What this task involves => Write out the full set of records below exactly.

==========

//! Repository trait 定義
//!
//! ドメイン層が必要とするデータアクセスのインターフェースを定義します。
//! 具体的な実装は Infrastructure 層が提供します（依存性の逆転）。

use async_trait::async_trait;

#[cfg(test)]
use mockall::automock;

use super::entity::{ChatMessage, Connection, MessageDraft};
use super::error::RepositoryError;
use super::value_object::{ConnectionId, RoomName};

/// Relay Repository trait
///
/// ドメイン層が必要とするデータストアへのインターフェース。
/// UseCase 層はこの trait に依存し、Infrastructure 層の具体的な実装には依存しない。
///
/// タイムスタンプの採番は実装側の責務です。UseCase 層は時刻を渡さず、
/// 登録やメッセージ追加の結果として付与済みのエンティティを受け取ります。
///
/// ## 依存性の逆転（DIP）
///
/// - ドメイン層が必要とするインターフェースをドメイン層自身が定義
/// - Infrastructure 層がドメイン層のインターフェースに依存
/// - ドメイン層は Infrastructure 層に依存しない
#[cfg_attr(test, automock)]
#[async_trait]
pub trait RelayRepository: Send + Sync {
    /// 新しい接続を登録し、採番された接続を返す
    async fn register_connection(&self) -> Result<Connection, RepositoryError>;

    /// 接続を削除する（冪等）
    ///
    /// 返り値は接続が実際に存在したかどうか
    async fn deregister_connection(&self, id: &ConnectionId) -> Result<bool, RepositoryError>;

    /// 接続中のクライアント数を取得
    async fn connection_count(&self) -> usize;

    /// 接続中の全クライアントを取得
    async fn connections(&self) -> Vec<Connection>;

    /// 接続をルームに参加させる
    ///
    /// 返り値は新規参加なら `true`（参加済み・接続 ID 不明なら `false`）
    async fn join_room(&self, id: &ConnectionId, room: RoomName) -> Result<bool, RepositoryError>;

    /// メッセージにサーバ時刻を付与してバッファに追加
    async fn add_message(&self, draft: MessageDraft) -> Result<ChatMessage, RepositoryError>;

    /// 経過時間がウィンドウ未満のメッセージを時系列順で取得
    async fn recent_messages(&self, window_ms: i64) -> Vec<ChatMessage>;

    /// バッファ内のメッセージ数を取得
    async fn message_count(&self) -> usize;

    /// 存在するルーム名の一覧を取得（名前順）
    async fn room_names(&self) -> Vec<RoomName>;

    /// ルームのメンバー一覧を取得（存在しないルームは `None`）
    async fn room_members(&self, room: &RoomName) -> Option<Vec<ConnectionId>>;
}
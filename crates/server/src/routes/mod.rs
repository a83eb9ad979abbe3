pub mod health;
pub mod metrics;
mod patients;
mod summaries;

use axum::{
    Router,
    routing::{get, post},
};

use crate::AppState;

/// Build the /patients and /ai API routes
pub fn api_routes() -> Router<AppState> {
    Router::new()
        .route("/patients", get(patients::list).post(patients::create))
        .route(
            "/patients/{hadm_id}",
            get(patients::read).delete(patients::remove),
        )
        .route("/ai/summarize", post(summaries::summarize))
        .route("/ai/summaries", get(summaries::list_recent))
        .route(
            "/ai/summaries/{id}",
            get(summaries::read).delete(summaries::remove),
        )
        .route(
            "/ai/summaries/patient/{hadm_id}",
            get(summaries::list_by_patient).delete(summaries::remove_by_patient),
        )
}
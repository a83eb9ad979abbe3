//! Health check endpoints

use axum::{Json, extract::State, http::StatusCode, response::IntoResponse};
use serde::Serialize;

use crate::AppState;

/// Health check response
#[derive(Serialize)]
pub struct HealthResponse {
    status: String,
    #[serde(skip_serializing_if = "Option::is_none")]
    reason: Option<String>,
}

/// AI readiness response
#[derive(Serialize)]
pub struct AiHealthResponse {
    status: &'static str,
    model: String,
}

/// GET /health - Check database connectivity and return server health status
pub async fn check(State(state): State<AppState>) -> impl IntoResponse {
    match state.pool.get().await {
        Ok(client) => match client.query_one("SELECT 1", &[]).await {
            Ok(_) => (
                StatusCode::OK,
                Json(HealthResponse {
                    status: "healthy".to_string(),
                    reason: None,
                }),
            ),
            Err(e) => {
                tracing::error!(error = %e, "Health check query failed");
                (
                    StatusCode::SERVICE_UNAVAILABLE,
                    Json(HealthResponse {
                        status: "unhealthy".to_string(),
                        reason: Some(format!("Database query failed: {}", e)),
                    }),
                )
            }
        },
        Err(e) => {
            tracing::error!(error = %e, "Health check pool error");
            (
                StatusCode::SERVICE_UNAVAILABLE,
                Json(HealthResponse {
                    status: "unhealthy".to_string(),
                    reason: Some(format!("Database connection failed: {}", e)),
                }),
            )
        }
    }
}

/// GET /health/ai - Report whether summarization is configured
pub async fn ai_status(State(state): State<AppState>) -> impl IntoResponse {
    let status = if state.coordinator.is_some() {
        "ready"
    } else {
        "unconfigured"
    };
    Json(AiHealthResponse {
        status,
        model: state.model.clone(),
    })
}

==========

Answer for the task =>
//! Repository trait 定義
//!
//! ドメイン層が必要とするデータアクセスのインターフェースを定義します。
//! 具体的な実装は Infrastructure 層が提供します（依存性の逆転）。

use async_trait::async_trait;

#[cfg(test)]
use mockall::automock;

use super::entity::{ChatMessage, Connection, MessageDraft};
use super::error::RepositoryError;
use super::value_object::{ConnectionId, RoomName};

/// Relay Repository trait
///
/// ドメイン層が必要とするデータストアへのインターフェース。
/// UseCase 層はこの trait に依存し、Infrastructure 層の具体的な実装には依存しない。
///
/// タイムスタンプの採番は実装側の責務です。UseCase 層は時刻を渡さず、
/// 登録やメッセージ追加の結果として付与済みのエンティティを受け取ります。
///
/// ## 依存性の逆転（DIP）
///
/// - ドメイン層が必要とするインターフェースをドメイン層自身が定義
/// - Infrastructure 層がドメイン層のインターフェースに依存
/// - ドメイン層は Infrastructure 層に依存しない
#[cfg_attr(test, automock)]
#[async_trait]
pub trait RelayRepository: Send + Sync {
    /// 新しい接続を登録し、採番された接続を返す
    async fn register_connection(&self) -> Result<Connection, RepositoryError>;

    /// 接続を削除する（冪等）
    ///
    /// 返り値は接続が実際に存在したかどうか
    async fn deregister_connection(&self, id: &ConnectionId) -> Result<bool, RepositoryError>;

    /// 接続中のクライアント数を取得
    async fn connection_count(&self) -> usize;

    /// 接続中の全クライアントを取得
    async fn connections(&self) -> Vec<Connection>;

    /// 接続をルームに参加させる
    ///
    /// 返り値は新規参加なら `true`（参加済み・接続 ID 不明なら `false`）
    async fn join_room(&self, id: &ConnectionId, room: RoomName) -> Result<bool, RepositoryError>;

    /// メッセージにサーバ時刻を付与してバッファに追加
    async fn add_message(&self, draft: MessageDraft) -> Result<ChatMessage, RepositoryError>;

    /// 経過時間がウィンドウ未満のメッセージを時系列順で取得
    async fn recent_messages(&self, window_ms: i64) -> Vec<ChatMessage>;

    /// バッファ内のメッセージ数を取得
    async fn message_count(&self) -> usize;

    /// 存在するルーム名の一覧を取得（名前順）
    async fn room_names(&self) -> Vec<RoomName>;

    /// ルームのメンバー一覧を取得（存在しないルームは `None`）
    async fn room_members(&self, room: &RoomName) -> Option<Vec<ConnectionId>>;
}
filename crates/server/src/routes/mod.rs
repository a83eb9ad979abbe3
pub mod health;
pub mod metrics;
mod patients;
mod summaries;

use axum::{
    Router,
    routing::{get, post},
};

use crate::AppState;

/// Build the /patients and /ai API routes
pub fn api_routes() -> Router<AppState> {
    Router::new()
        .route("/patients", get(patients::list).post(patients::create))
        .route(
            "/patients/{hadm_id}",
            get(patients::read).delete(patients::remove),
        )
        .route("/ai/summarize", post(summaries::summarize))
        .route("/ai/summaries", get(summaries::list_recent))
        .route(
            "/ai/summaries/{id}",
            get(summaries::read).delete(summaries::remove),
        )
        .route(
            "/ai/summaries/patient/{hadm_id}",
            get(summaries::list_by_patient).delete(summaries::remove_by_patient),
        )
}
repository a83eb9ad979abbe3
//! Health check endpoints

use axum::{Json, extract::State, http::StatusCode, response::IntoResponse};
use serde::Serialize;

use crate::AppState;

/// Health check response
#[derive(Serialize)]
pub struct HealthResponse {
    status: String,
    #[serde(skip_serializing_if = "Option::is_none")]
    reason: Option<String>,
}

/// AI readiness response
#[derive(Serialize)]
pub struct AiHealthResponse {
    status: &'static str,
    model: String,
}

/// GET /health - Check database connectivity and return server health status
pub async fn check(State(state): State<AppState>) -> impl IntoResponse {
    match state.pool.get().await {
        Ok(client) => match client.query_one("SELECT 1", &[]).await {
            Ok(_) => (
                StatusCode::OK,
                Json(HealthResponse {
                    status: "healthy".to_string(),
                    reason: None,
                }),
            ),
            Err(e) => {
                tracing::error!(error = %e, "Health check query failed");
                (
                    StatusCode::SERVICE_UNAVAILABLE,
                    Json(HealthResponse {
                        status: "unhealthy".to_string(),
                        reason: Some(format!("Database query failed: {}", e)),
                    }),
                )
            }
        },
        Err(e) => {
            tracing::error!(error = %e, "Health check pool error");
            (
                StatusCode::SERVICE_UNAVAILABLE,
                Json(HealthResponse {
                    status: "unhealthy".to_string(),
                    reason: Some(format!("Database connection failed: {}", e)),
                }),
            )
        }
    }
}

/// GET /health/ai - Report whether summarization is configured
pub async fn ai_status(State(state): State<AppState>) -> impl IntoResponse {
    let status = if state.coordinator.is_some() {
        "ready"
    } else {
        "unconfigured"
    };
    Json(AiHealthResponse {
        status,
        model: state.model.clone(),
    })
}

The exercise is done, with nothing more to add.